▸ Exercise directions: Wherever the word "decompose" turns up in a line of the entries, copy that line.

————————

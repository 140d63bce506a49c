//! Per-reference lookup and LRU replacement.
//!
//! A reference scans its set for an occupied line with a matching tag. On a
//! hit that line becomes most recently used. On a miss the least recently used
//! line is refilled (counting an eviction only if it was occupied) and then
//! promoted. A Modify is a load followed by a store to the same line, so its
//! second half always hits.

use std::fmt;

use tracing::{debug, trace};

use crate::address::decompose;
use crate::cache::Cache;
use crate::counters::Counters;
use crate::error::Result;
use crate::geometry::Geometry;

/// Data reference kinds. Instruction fetches never reach the simulator.
#[derive(Debug, Clone, Copy, PartialEq, Eq)]
pub enum AccessKind {
    Load,
    Store,
    Modify,
}

impl AccessKind {
    pub fn as_char(self) -> char {
        match self {
            AccessKind::Load => 'L',
            AccessKind::Store => 'S',
            AccessKind::Modify => 'M',
        }
    }
}

/// One decoded trace entry. `size` is carried for output only.
#[derive(Debug, Clone, Copy, PartialEq, Eq)]
pub struct Reference {
    pub kind: AccessKind,
    pub address: u64,
    pub size: u32,
}

impl fmt::Display for Reference {
    fn fmt(&self, f: &mut fmt::Formatter<'_>) -> fmt::Result {
        write!(f, "{} {:x},{}", self.kind.as_char(), self.address, self.size)
    }
}

/// What a single reference did to the counters.
#[derive(Debug, Clone, Copy, Default, PartialEq, Eq)]
pub struct Outcome {
    pub hits: u32,
    pub misses: u32,
    pub evictions: u32,
}

impl fmt::Display for Outcome {
    /// Event words in the order they happen, e.g. `miss eviction hit`.
    fn fmt(&self, f: &mut fmt::Formatter<'_>) -> fmt::Result {
        let words = std::iter::repeat_n("miss", self.misses as usize)
            .chain(std::iter::repeat_n("eviction", self.evictions as usize))
            .chain(std::iter::repeat_n("hit", self.hits as usize));
        for (i, word) in words.enumerate() {
            if i > 0 {
                f.write_str(" ")?;
            }
            f.write_str(word)?;
        }
        Ok(())
    }
}

/// Run one reference against `cache.sets[set_index]` and add the result to `counters`.
///
/// `set_index` must be below the cache's set count, which [`decompose`]
/// guarantees for addresses split with the same geometry.
pub fn access(
    cache: &mut Cache,
    kind: AccessKind,
    set_index: usize,
    tag: u64,
    counters: &mut Counters,
) -> Outcome {
    let set = cache.set_mut(set_index);
    let mut outcome = Outcome::default();

    let way = match set.find(tag) {
        Some(way) => {
            outcome.hits += 1;
            way
        }
        None => {
            outcome.misses += 1;
            let way = set.victim();
            let replaced = set.fill(way, tag);
            if replaced.occupied {
                outcome.evictions += 1;
                debug!(set_index, way, old_tag = replaced.tag, new_tag = tag, "evicted line");
            }
            way
        }
    };
    set.promote(way);

    if kind == AccessKind::Modify {
        // The store half lands on the line just touched, already MRU.
        outcome.hits += 1;
    }

    counters.absorb(outcome);
    outcome
}

/// A cache bound to the geometry used to split addresses for it.
#[derive(Debug, Clone)]
pub struct Simulator {
    geometry: Geometry,
    cache: Cache,
}

impl Simulator {
    pub fn new(geometry: Geometry) -> Result<Self> {
        Ok(Self {
            cache: Cache::new(&geometry)?,
            geometry,
        })
    }

    pub fn cache(&self) -> &Cache {
        &self.cache
    }

    pub fn reference(&mut self, reference: &Reference, counters: &mut Counters) -> Outcome {
        let fields = decompose(
            reference.address,
            self.geometry.set_bits(),
            self.geometry.block_bits(),
        );
        // The set index is masked to `set_bits`, and `Geometry` ensures 2^set_bits fits a usize.
        let set_index = fields.set_index as usize;
        let outcome = access(&mut self.cache, reference.kind, set_index, fields.tag, counters);
        trace!(%reference, set_index, tag = fields.tag, %outcome, "access");
        outcome
    }

    /// Drive every reference through the cache in order.
    pub fn run<'a, I>(&mut self, references: I, counters: &mut Counters)
    where
        I: IntoIterator<Item = &'a Reference>,
    {
        for reference in references {
            self.reference(reference, counters);
        }
    }
}

#[cfg(test)]
mod tests {
    use super::*;
    use pretty_assertions::assert_eq;
    use proptest::prelude::*;
    use rstest::rstest;

    fn r(kind: AccessKind, address: u64) -> Reference {
        Reference {
            kind,
            address,
            size: 1,
        }
    }

    fn outcome(hits: u32, misses: u32, evictions: u32) -> Outcome {
        Outcome {
            hits,
            misses,
            evictions,
        }
    }

    fn sim(s: u32, e: usize, b: u32) -> Simulator {
        Simulator::new(Geometry::new(s, e, b).unwrap()).unwrap()
    }

    #[test]
    fn direct_mapped_conflicts() {
        // s=1, E=1, b=1: addresses 0 and 8 both land in set 0 with tags 0 and 2.
        let mut sim = sim(1, 1, 1);
        let mut counters = Counters::new();

        let seq: Vec<Outcome> = [0, 8, 0]
            .into_iter()
            .map(|a| sim.reference(&r(AccessKind::Load, a), &mut counters))
            .collect();

        assert_eq!(seq, vec![outcome(0, 1, 0), outcome(0, 1, 1), outcome(0, 1, 1)]);
        assert_eq!(counters, Counters { hits: 0, misses: 3, evictions: 2 });
    }

    #[test]
    fn cold_modify_is_miss_then_hit() {
        let mut sim = sim(4, 1, 4);
        let mut counters = Counters::new();
        let out = sim.reference(&r(AccessKind::Modify, 0x10), &mut counters);
        assert_eq!(out, outcome(1, 1, 0));
        assert_eq!(out.to_string(), "miss hit");
        assert_eq!(counters, Counters { hits: 1, misses: 1, evictions: 0 });
    }

    #[test]
    fn warm_modify_hits_twice() {
        let mut sim = sim(4, 1, 4);
        let mut counters = Counters::new();
        sim.reference(&r(AccessKind::Load, 0x10), &mut counters);
        let out = sim.reference(&r(AccessKind::Modify, 0x14), &mut counters);
        assert_eq!(out, outcome(2, 0, 0));
        assert_eq!(out.to_string(), "hit hit");
    }

    #[test]
    fn modify_evicting_reports_all_three() {
        let mut sim = sim(0, 1, 4);
        let mut counters = Counters::new();
        sim.reference(&r(AccessKind::Store, 0x00), &mut counters);
        let out = sim.reference(&r(AccessKind::Modify, 0x100), &mut counters);
        assert_eq!(out.to_string(), "miss eviction hit");
        assert_eq!(counters, Counters { hits: 1, misses: 2, evictions: 1 });
    }

    #[rstest]
    #[case(1)]
    #[case(2)]
    #[case(4)]
    #[case(8)]
    fn lru_capacity_miss(#[case] ways: usize) {
        // Fully associative, 16-byte blocks: tag = address >> 4.
        let mut sim = sim(0, ways, 4);
        let mut counters = Counters::new();
        for t in 0..=ways as u64 {
            sim.reference(&r(AccessKind::Load, t << 4), &mut counters);
        }
        assert!(!sim.cache().contains(0, 0), "first tag should be the LRU victim");
        let out = sim.reference(&r(AccessKind::Load, 0), &mut counters);
        assert_eq!(out.misses, 1);
        assert_eq!(out.evictions, 1);
    }

    #[test]
    fn hit_refreshes_recency() {
        let mut sim = sim(0, 2, 4);
        let mut counters = Counters::new();
        sim.reference(&r(AccessKind::Load, 0x00), &mut counters); // A
        sim.reference(&r(AccessKind::Load, 0x10), &mut counters); // B
        sim.reference(&r(AccessKind::Load, 0x00), &mut counters); // A hit, B now LRU
        sim.reference(&r(AccessKind::Load, 0x20), &mut counters); // C evicts B
        assert!(sim.cache().contains(0, 0));
        assert!(!sim.cache().contains(0, 1));
        assert!(sim.cache().contains(0, 2));
        assert_eq!(counters, Counters { hits: 1, misses: 3, evictions: 1 });
    }

    #[test]
    fn sets_are_independent() {
        // s=1, b=4: bit 4 picks the set.
        let mut sim = sim(1, 1, 4);
        let mut counters = Counters::new();
        sim.reference(&r(AccessKind::Load, 0x00), &mut counters); // set 0
        sim.reference(&r(AccessKind::Load, 0x10), &mut counters); // set 1
        sim.reference(&r(AccessKind::Load, 0x00), &mut counters);
        sim.reference(&r(AccessKind::Load, 0x10), &mut counters);
        assert_eq!(counters, Counters { hits: 2, misses: 2, evictions: 0 });
    }

    #[test]
    fn cold_lines_fill_before_evicting() {
        let mut sim = sim(0, 4, 0);
        let mut counters = Counters::new();
        for a in 0..4 {
            sim.reference(&r(AccessKind::Load, a), &mut counters);
        }
        assert_eq!(counters, Counters { hits: 0, misses: 4, evictions: 0 });
        sim.reference(&r(AccessKind::Load, 4), &mut counters);
        assert_eq!(counters.evictions, 1);
    }

    #[test]
    fn full_width_geometry_has_single_tag() {
        // s + b = 64, every address in a set shares tag 0.
        let mut sim = sim(0, 1, 64);
        let mut counters = Counters::new();
        sim.reference(&r(AccessKind::Load, 0x1234), &mut counters);
        sim.reference(&r(AccessKind::Load, u64::MAX), &mut counters);
        assert_eq!(counters, Counters { hits: 1, misses: 1, evictions: 0 });
    }

    #[test]
    fn reference_display() {
        assert_eq!(r(AccessKind::Modify, 0x7ff0_0040).to_string(), "M 7ff00040,1");
        assert_eq!(Outcome::default().to_string(), "");
    }

    fn kind_strategy() -> impl Strategy<Value = AccessKind> {
        prop_oneof![
            Just(AccessKind::Load),
            Just(AccessKind::Store),
            Just(AccessKind::Modify),
        ]
    }

    proptest! {
        #[test]
        fn counter_invariants(
            s in 0u32..4,
            e in 1usize..5,
            b in 0u32..5,
            refs in prop::collection::vec((kind_strategy(), 0u64..512), 0..200),
        ) {
            let mut sim = sim(s, e, b);
            let mut counters = Counters::new();
            let mut expected_accesses = 0u64;
            for (kind, address) in refs {
                expected_accesses += if kind == AccessKind::Modify { 2 } else { 1 };
                let before = counters;
                let out = sim.reference(&r(kind, address), &mut counters);
                prop_assert!(out.misses <= 1);
                prop_assert!(counters.hits >= before.hits);
                prop_assert!(counters.misses >= before.misses);
                prop_assert!(counters.evictions >= before.evictions);
            }
            prop_assert_eq!(counters.hits + counters.misses, expected_accesses);
            prop_assert!(counters.evictions <= counters.misses);

            for set in sim.cache().sets() {
                let mut order = set.recency().to_vec();
                order.sort_unstable();
                prop_assert_eq!(order, (0..e).collect::<Vec<_>>());
            }
        }

        #[test]
        fn direct_mapped_alternation_always_evicts(t1 in 0u64..1024, t2 in 0u64..1024, n in 2usize..50) {
            prop_assume!(t1 != t2);
            // s=2, b=3: same set index 1, tags t1 and t2.
            let a1 = (t1 << 5) | (1 << 3);
            let a2 = (t2 << 5) | (1 << 3);
            let mut sim = sim(2, 1, 3);
            let mut counters = Counters::new();
            let first = sim.reference(&r(AccessKind::Load, a1), &mut counters);
            prop_assert_eq!(first, outcome(0, 1, 0));
            for i in 1..n {
                let a = if i % 2 == 0 { a1 } else { a2 };
                let out = sim.reference(&r(AccessKind::Load, a), &mut counters);
                prop_assert_eq!(out, outcome(0, 1, 1));
            }
        }
    }
}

————————

▸ Exercise output:
use crate::address::decompose;
/// `set_index` must be below the cache's set count, which [`decompose`]
        let fields = decompose(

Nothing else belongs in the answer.